Sheba was extremely bold in its day, with its story elements of children conceived out of wedlock and the ravages of alcoholism. Though the shock value is gone, the play still illuminates a world of crushingly mundane suburban existence in which repressed despair and anxiety ultimately surface. The narrative revolves around the metaphor of a lost puppy, Little Sheba, reflecting on life's missed opportunities and the disappointments of a shotgun marriage. Lola (S. Epatha Merkerson) is the longtime devoted wife of chiropractor Doc (Alan Rosenberg) -- a failed physician and an on-the-wagon alcoholic. The desperately lonely Lola reaches out to everyone around -- the milkman (Matthew J. Williamson), the postman (Lyle Kanouse), a standoffish neighbor (Brenda Wehle) -- to share her soul-crunching challenges in dealing with a raging-drunk spouse and an unfulfilling marriage. A constant reminder of the once-great promise of this union emerges from the couple's young boarder, Marie (Jenna Gavigan); Marie's flavor-of-the-month suitor Turk (Josh Cooke); and the more promising long-term prospects of Marie's groom-to-be (Bill Heck). Lola's endearingly idiosyncratic characteristics generate ripples of laughter, while the cauldron of inner turmoil that is the marriage gradually builds, erupting in the shattering second act.

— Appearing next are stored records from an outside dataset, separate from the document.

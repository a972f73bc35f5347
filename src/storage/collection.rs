//! Validated collection identifiers.
//!
//! Collection names end up in statement text (SQLite cannot bind table
//! names), so they are checked against a strict allow-list before any SQL is
//! built and are always quoted when interpolated.

use std::fmt;

use super::error::StoreError;

/// Longest accepted collection name, in bytes.
pub const MAX_COLLECTION_NAME_LEN: usize = 128;

/// Prefix SQLite reserves for its own tables.
const RESERVED_PREFIX: &str = "sqlite_";

/// A collection (table) name that is safe to interpolate into SQL.
#[derive(Debug, Clone, PartialEq, Eq, Hash)]
pub struct CollectionName(String);

impl CollectionName {
    /// Validate `name` as a collection identifier.
    ///
    /// Accepts `[A-Za-z_][A-Za-z0-9_]*` up to [`MAX_COLLECTION_NAME_LEN`]
    /// bytes, excluding names in the `sqlite_` namespace.
    pub fn new(name: impl Into<String>) -> Result<Self, StoreError> {
        let name = name.into();
        let invalid = |reason| StoreError::InvalidCollectionName {
            name: name.clone(),
            reason,
        };

        let mut chars = name.chars();
        match chars.next() {
            None => return Err(invalid("name cannot be empty")),
            Some(c) if !(c.is_ascii_alphabetic() || c == '_') => {
                return Err(invalid("name must start with a letter or underscore"))
            }
            Some(_) => {}
        }
        if !chars.all(|c| c.is_ascii_alphanumeric() || c == '_') {
            return Err(invalid(
                "name may only contain ASCII letters, digits and underscores",
            ));
        }
        if name.len() > MAX_COLLECTION_NAME_LEN {
            return Err(invalid("name too long (max 128 bytes)"));
        }
        if name.to_ascii_lowercase().starts_with(RESERVED_PREFIX) {
            return Err(invalid("the sqlite_ prefix is reserved"));
        }

        Ok(Self(name))
    }

    /// The bare name.
    pub fn as_str(&self) -> &str {
        &self.0
    }

    /// The name as a quoted SQL identifier.
    pub(crate) fn quoted(&self) -> String {
        // The allow-list rules out quote characters, so no escaping is needed.
        format!("\"{}\"", self.0)
    }
}

impl fmt::Display for CollectionName {
    fn fmt(&self, f: &mut fmt::Formatter<'_>) -> fmt::Result {
        f.write_str(&self.0)
    }
}
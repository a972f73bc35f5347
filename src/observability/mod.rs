//! Observability infrastructure.
//!
//! Provides structured logging through `tracing`.

pub mod tracing;
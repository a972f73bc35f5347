//! Dedicated thread owning the store's single SQLite connection.
//!
//! Callers submit requests over a bounded channel and await a oneshot
//! reply, so every operation is an async suspension point while statements
//! run one at a time in submission order on the worker thread.

use rusqlite::{named_params, Connection, OptionalExtension};
use std::path::{Path, PathBuf};
use std::thread::{self, JoinHandle};
use std::time::Duration;
use tokio::sync::{mpsc, oneshot};

use super::collection::CollectionName;
use super::error::StoreError;
use super::schema::{apply_pragmas, prefix_pattern, CollectionStatements};
use crate::store::SetMode;

/// A stored row before its JSON is decoded.
#[derive(Debug, Clone, PartialEq, Eq)]
pub struct RawEntry {
    pub id: String,
    pub json: String,
}

type Reply<T> = oneshot::Sender<Result<T, StoreError>>;

/// Requests handled by the worker thread.
enum Request {
    Prepare {
        collection: CollectionName,
        reply: Reply<()>,
    },
    SelectAll {
        collection: CollectionName,
        reply: Reply<Vec<RawEntry>>,
    },
    SelectByKey {
        collection: CollectionName,
        key: String,
        reply: Reply<Option<String>>,
    },
    SelectByPrefix {
        collection: CollectionName,
        prefix: String,
        reply: Reply<Vec<RawEntry>>,
    },
    Write {
        collection: CollectionName,
        key: String,
        json: String,
        mode: SetMode,
        reply: Reply<usize>,
    },
    DeleteAll {
        collection: CollectionName,
        reply: Reply<usize>,
    },
    DeleteByKey {
        collection: CollectionName,
        key: String,
        reply: Reply<usize>,
    },
    Count {
        collection: CollectionName,
        reply: Reply<usize>,
    },
    Shutdown {
        reply: oneshot::Sender<()>,
    },
    #[cfg(test)]
    Panic,
}

/// Handle for submitting requests to the worker.
///
/// Cheap to clone; all clones feed the same connection.
#[derive(Clone)]
pub struct WorkerHandle {
    tx: mpsc::Sender<Request>,
}

impl WorkerHandle {
    async fn call<T>(
        &self,
        build: impl FnOnce(Reply<T>) -> Request,
    ) -> Result<T, StoreError> {
        let (reply, rx) = oneshot::channel();
        self.tx
            .send(build(reply))
            .await
            .map_err(|_| StoreError::ChannelClosed)?;
        rx.await.map_err(|_| StoreError::ChannelClosed)?
    }

    pub async fn prepare(&self, collection: CollectionName) -> Result<(), StoreError> {
        self.call(|reply| Request::Prepare { collection, reply })
            .await
    }

    pub async fn select_all(
        &self,
        collection: CollectionName,
    ) -> Result<Vec<RawEntry>, StoreError> {
        self.call(|reply| Request::SelectAll { collection, reply })
            .await
    }

    pub async fn select_by_key(
        &self,
        collection: CollectionName,
        key: String,
    ) -> Result<Option<String>, StoreError> {
        self.call(|reply| Request::SelectByKey {
            collection,
            key,
            reply,
        })
        .await
    }

    pub async fn select_by_prefix(
        &self,
        collection: CollectionName,
        prefix: String,
    ) -> Result<Vec<RawEntry>, StoreError> {
        self.call(|reply| Request::SelectByPrefix {
            collection,
            prefix,
            reply,
        })
        .await
    }

    /// Write `json` under `key`, returning the number of rows affected.
    pub async fn write(
        &self,
        collection: CollectionName,
        key: String,
        json: String,
        mode: SetMode,
    ) -> Result<usize, StoreError> {
        self.call(|reply| Request::Write {
            collection,
            key,
            json,
            mode,
            reply,
        })
        .await
    }

    pub async fn delete_all(&self, collection: CollectionName) -> Result<usize, StoreError> {
        self.call(|reply| Request::DeleteAll { collection, reply })
            .await
    }

    pub async fn delete_by_key(
        &self,
        collection: CollectionName,
        key: String,
    ) -> Result<usize, StoreError> {
        self.call(|reply| Request::DeleteByKey {
            collection,
            key,
            reply,
        })
        .await
    }

    pub async fn count(&self, collection: CollectionName) -> Result<usize, StoreError> {
        self.call(|reply| Request::Count { collection, reply })
            .await
    }

    /// Ask the worker to stop.
    ///
    /// Requests queued before this one are still answered. Returns once the
    /// connection has been closed.
    pub async fn shutdown(&self) -> Result<(), StoreError> {
        let (reply, rx) = oneshot::channel();
        self.tx
            .send(Request::Shutdown { reply })
            .await
            .map_err(|_| StoreError::ChannelClosed)?;
        rx.await.map_err(|_| StoreError::ChannelClosed)
    }

    /// Make the worker thread panic.
    #[cfg(test)]
    pub(crate) async fn panic_worker(&self) {
        let _ = self.tx.send(Request::Panic).await;
    }

    /// True once the worker has stopped accepting requests.
    pub fn is_closed(&self) -> bool {
        self.tx.is_closed()
    }
}

/// The worker thread and a handle to it.
pub struct Worker {
    thread: JoinHandle<()>,
    handle: WorkerHandle,
}

impl Worker {
    /// Open the database at `path` and start the worker thread.
    ///
    /// The connection is opened on the calling thread so open failures are
    /// reported here rather than on the first request.
    pub fn spawn(
        path: impl AsRef<Path>,
        busy_timeout: Duration,
        channel_size: usize,
    ) -> Result<Self, StoreError> {
        let path = path.as_ref().to_path_buf();
        let unavailable = |source| StoreError::StorageUnavailable {
            path: path.clone(),
            source,
        };

        let conn = Connection::open(&path).map_err(unavailable)?;
        apply_pragmas(&conn, busy_timeout).map_err(unavailable)?;

        let (tx, rx) = mpsc::channel(channel_size.max(1));
        let state = WorkerState {
            conn,
            path: path.clone(),
        };
        let thread = thread::Builder::new()
            .name("jsonkv-worker".into())
            .spawn(move || run(state, rx))
            .map_err(|source| StoreError::Io {
                path: path.clone(),
                source,
            })?;

        tracing::info!(path = %path.display(), channel_size, "Store worker started");

        Ok(Self {
            thread,
            handle: WorkerHandle { tx },
        })
    }

    pub fn handle(&self) -> WorkerHandle {
        self.handle.clone()
    }

    /// Wait for the worker thread to exit.
    ///
    /// The thread exits after a shutdown request or once every handle has
    /// been dropped.
    pub fn join(self) -> Result<(), StoreError> {
        let Worker { thread, handle } = self;
        drop(handle);
        thread.join().map_err(|_| StoreError::WorkerPanic)
    }
}

fn run(state: WorkerState, mut rx: mpsc::Receiver<Request>) {
    let mut shutdown_reply = None;

    while let Some(request) = rx.blocking_recv() {
        match request {
            Request::Shutdown { reply } => {
                shutdown_reply = Some(reply);
                break;
            }
            request => state.handle(request),
        }
    }

    // Anything still queued is answered with ChannelClosed when rx drops.
    rx.close();
    drop(rx);
    drop(state);
    tracing::info!("Store worker stopped");

    if let Some(reply) = shutdown_reply {
        let _ = reply.send(());
    }
}

struct WorkerState {
    conn: Connection,
    path: PathBuf,
}

impl WorkerState {
    fn handle(&self, request: Request) {
        // Callers that gave up on a reply are not an error.
        match request {
            Request::Prepare { collection, reply } => {
                let _ = reply.send(self.prepare(&collection));
            }
            Request::SelectAll { collection, reply } => {
                let _ = reply.send(self.select_all(&collection));
            }
            Request::SelectByKey {
                collection,
                key,
                reply,
            } => {
                let _ = reply.send(self.select_by_key(&collection, &key));
            }
            Request::SelectByPrefix {
                collection,
                prefix,
                reply,
            } => {
                let _ = reply.send(self.select_by_prefix(&collection, &prefix));
            }
            Request::Write {
                collection,
                key,
                json,
                mode,
                reply,
            } => {
                let _ = reply.send(self.write(&collection, &key, &json, mode));
            }
            Request::DeleteAll { collection, reply } => {
                let _ = reply.send(self.delete_all(&collection));
            }
            Request::DeleteByKey {
                collection,
                key,
                reply,
            } => {
                let _ = reply.send(self.delete_by_key(&collection, &key));
            }
            Request::Count { collection, reply } => {
                let _ = reply.send(self.count(&collection));
            }
            Request::Shutdown { .. } => unreachable!("shutdown is handled by the run loop"),
            #[cfg(test)]
            Request::Panic => panic!("worker panic requested"),
        }
    }

    fn classify<'a>(
        &'a self,
        collection: &'a CollectionName,
        key: Option<&'a str>,
    ) -> impl Fn(rusqlite::Error) -> StoreError + 'a {
        move |err| StoreError::from_statement(err, &self.path, collection.as_str(), key)
    }

    fn prepare(&self, collection: &CollectionName) -> Result<(), StoreError> {
        let stmts = CollectionStatements::new(collection);
        self.conn
            .execute_batch(&stmts.create)
            .map_err(self.classify(collection, None))
    }

    fn select_all(&self, collection: &CollectionName) -> Result<Vec<RawEntry>, StoreError> {
        let err = self.classify(collection, None);
        let stmts = CollectionStatements::new(collection);
        let mut stmt = self.conn.prepare_cached(&stmts.select_all).map_err(&err)?;
        let rows = stmt
            .query_map([], |row| {
                Ok(RawEntry {
                    id: row.get(0)?,
                    json: row.get(1)?,
                })
            })
            .map_err(&err)?
            .collect::<Result<Vec<_>, _>>()
            .map_err(&err)?;
        Ok(rows)
    }

    fn select_by_key(
        &self,
        collection: &CollectionName,
        key: &str,
    ) -> Result<Option<String>, StoreError> {
        let err = self.classify(collection, Some(key));
        let stmts = CollectionStatements::new(collection);
        let mut stmt = self
            .conn
            .prepare_cached(&stmts.select_by_key)
            .map_err(&err)?;
        stmt.query_row(named_params! { ":key": key }, |row| row.get(0))
            .optional()
            .map_err(&err)
    }

    fn select_by_prefix(
        &self,
        collection: &CollectionName,
        prefix: &str,
    ) -> Result<Vec<RawEntry>, StoreError> {
        let err = self.classify(collection, None);
        let stmts = CollectionStatements::new(collection);
        let mut stmt = self
            .conn
            .prepare_cached(&stmts.select_by_prefix)
            .map_err(&err)?;
        let rows = stmt
            .query_map(named_params! { ":pattern": prefix_pattern(prefix) }, |row| {
                Ok(RawEntry {
                    id: row.get(0)?,
                    json: row.get(1)?,
                })
            })
            .map_err(&err)?
            .collect::<Result<Vec<_>, _>>()
            .map_err(&err)?;
        Ok(rows)
    }

    fn write(
        &self,
        collection: &CollectionName,
        key: &str,
        json: &str,
        mode: SetMode,
    ) -> Result<usize, StoreError> {
        let err = self.classify(collection, Some(key));
        let stmts = CollectionStatements::new(collection);
        let sql = match mode {
            SetMode::Insert => &stmts.insert,
            SetMode::Update => &stmts.update,
            SetMode::Upsert => &stmts.upsert,
        };
        let mut stmt = self.conn.prepare_cached(sql).map_err(&err)?;
        stmt.execute(named_params! { ":key": key, ":json": json })
            .map_err(&err)
    }

    fn delete_all(&self, collection: &CollectionName) -> Result<usize, StoreError> {
        let err = self.classify(collection, None);
        let stmts = CollectionStatements::new(collection);
        let mut stmt = self.conn.prepare_cached(&stmts.delete_all).map_err(&err)?;
        stmt.execute([]).map_err(&err)
    }

    fn delete_by_key(&self, collection: &CollectionName, key: &str) -> Result<usize, StoreError> {
        let err = self.classify(collection, Some(key));
        let stmts = CollectionStatements::new(collection);
        let mut stmt = self
            .conn
            .prepare_cached(&stmts.delete_by_key)
            .map_err(&err)?;
        stmt.execute(named_params! { ":key": key }).map_err(&err)
    }

    fn count(&self, collection: &CollectionName) -> Result<usize, StoreError> {
        let err = self.classify(collection, None);
        let stmts = CollectionStatements::new(collection);
        let mut stmt = self.conn.prepare_cached(&stmts.count).map_err(&err)?;
        let count: i64 = stmt.query_row([], |row| row.get(0)).map_err(&err)?;
        Ok(usize::try_from(count).unwrap_or_default())
    }
}
//! jsonkv: command-line access to a JSON key-value store.
//!
//! # Usage
//!
//! ```bash
//! jsonkv --db-path ./data/app.db prepare items
//! jsonkv --db-path ./data/app.db set items a '{"n":1}'
//! jsonkv --db-path ./data/app.db get items a
//! ```
//!
//! Environment variables can also be used:
//! - `JSONKV_DB_PATH`: Database file
//! - `JSONKV_LOG_LEVEL`: Log level (trace, debug, info, warn, error)
//! - `RUST_LOG`: Full tracing filter, overrides the log level

use anyhow::Result;
use jsonkv::cli::{self, Outcome};
use jsonkv::config::Config;
use jsonkv::observability::tracing::init_tracing;
use jsonkv::Store;
use std::process::ExitCode;

#[tokio::main]
async fn main() -> Result<ExitCode> {
    // Parse configuration from CLI arguments and environment
    let config = Config::parse_args();

    // Initialize tracing/logging
    init_tracing(&config.log_level);

    let store = Store::open_with(&config.store)?;
    let mut stdout = std::io::stdout();
    let outcome = cli::run(&store, config.command, config.output, &mut stdout).await;

    // Flush pending work and close the connection even if the command failed
    store.close().await?;

    match outcome? {
        Outcome::Done => Ok(ExitCode::SUCCESS),
        Outcome::NotFound => Ok(ExitCode::FAILURE),
    }
}
//! Error type shared by every store operation.

use std::path::PathBuf;

use rusqlite::ErrorCode;
use thiserror::Error;

/// Errors surfaced by the store.
///
/// Absence of a key is not an error; lookups return `Option`.
#[derive(Debug, Error)]
pub enum StoreError {
    #[error("storage unavailable at {path}: {source}")]
    StorageUnavailable {
        path: PathBuf,
        #[source]
        source: rusqlite::Error,
    },

    #[error("I/O error at {path}: {source}")]
    Io {
        path: PathBuf,
        #[source]
        source: std::io::Error,
    },

    #[error("key {key:?} already exists in collection {collection}")]
    ConstraintViolation { collection: String, key: String },

    #[error("invalid collection name {name:?}: {reason}")]
    InvalidCollectionName { name: String, reason: &'static str },

    #[error("malformed query on collection {collection}: {message}")]
    MalformedQuery { collection: String, message: String },

    #[error("failed to decode value for key {key:?} in collection {collection}: {source}")]
    Decode {
        collection: String,
        key: String,
        #[source]
        source: serde_json::Error,
    },

    #[error("failed to encode value: {0}")]
    Encode(#[source] serde_json::Error),

    #[error("store already open at {open}, refusing to reopen at {requested}")]
    AlreadyOpen { open: PathBuf, requested: PathBuf },

    #[error("store worker has shut down")]
    ChannelClosed,

    #[error("store worker panicked")]
    WorkerPanic,

    #[error("database error: {0}")]
    Database(#[from] rusqlite::Error),
}

impl StoreError {
    /// Classify an engine error raised while running a statement.
    ///
    /// `key` is the bound key, if the statement had one, so constraint
    /// violations can name it.
    pub(crate) fn from_statement(
        err: rusqlite::Error,
        path: &std::path::Path,
        collection: &str,
        key: Option<&str>,
    ) -> Self {
        let (code, message) = match &err {
            rusqlite::Error::SqliteFailure(e, msg) => (e.code, msg.clone()),
            _ => return StoreError::Database(err),
        };

        match code {
            ErrorCode::ConstraintViolation => StoreError::ConstraintViolation {
                collection: collection.to_string(),
                key: key.unwrap_or_default().to_string(),
            },
            ErrorCode::CannotOpen
            | ErrorCode::DiskFull
            | ErrorCode::ReadOnly
            | ErrorCode::PermissionDenied
            | ErrorCode::SystemIoFailure
            | ErrorCode::DatabaseBusy
            | ErrorCode::DatabaseLocked
            | ErrorCode::NotADatabase
            | ErrorCode::DatabaseCorrupt => StoreError::StorageUnavailable {
                path: path.to_path_buf(),
                source: err,
            },
            ErrorCode::Unknown => StoreError::MalformedQuery {
                collection: collection.to_string(),
                message: message.unwrap_or_else(|| err.to_string()),
            },
            _ => StoreError::Database(err),
        }
    }

    /// True for the duplicate-key failure of an insert.
    pub fn is_constraint_violation(&self) -> bool {
        matches!(self, StoreError::ConstraintViolation { .. })
    }
}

In a role that earned a Tony and an Oscar for Shirley Booth, Merkerson gives the finest performance, allowing the poignancy of her plight to slowly but profoundly emerge in a nuanced and sensitive portrayal of this desperate housewife. Rosenberg's subtle performance takes longer to kick in, but he redeems himself in the powerful and cathartic climax. Gavigan is superb as the vivacious boarder, and Cooke's narcissistic jock is a standout. The production design is exemplary, highlighted by James Noone's flawlessly detailed two-level set. This richly satisfying production takes a tastefully nostalgic look back at Broadway's golden age.
Presented by Center Theatre Group at the Kirk Douglas Theatre,
9820 Washington Blvd., Culver City.
Tue.-Fri. 8 p.m. Sat. 2 & 8 p.m., Sun. 2 & 7 p.m. (Thu. 8:30 p.m. Jul. 12. Dark Thu. Jul. 5.) Jun. 24-Jul. 15. (213) 628-2772.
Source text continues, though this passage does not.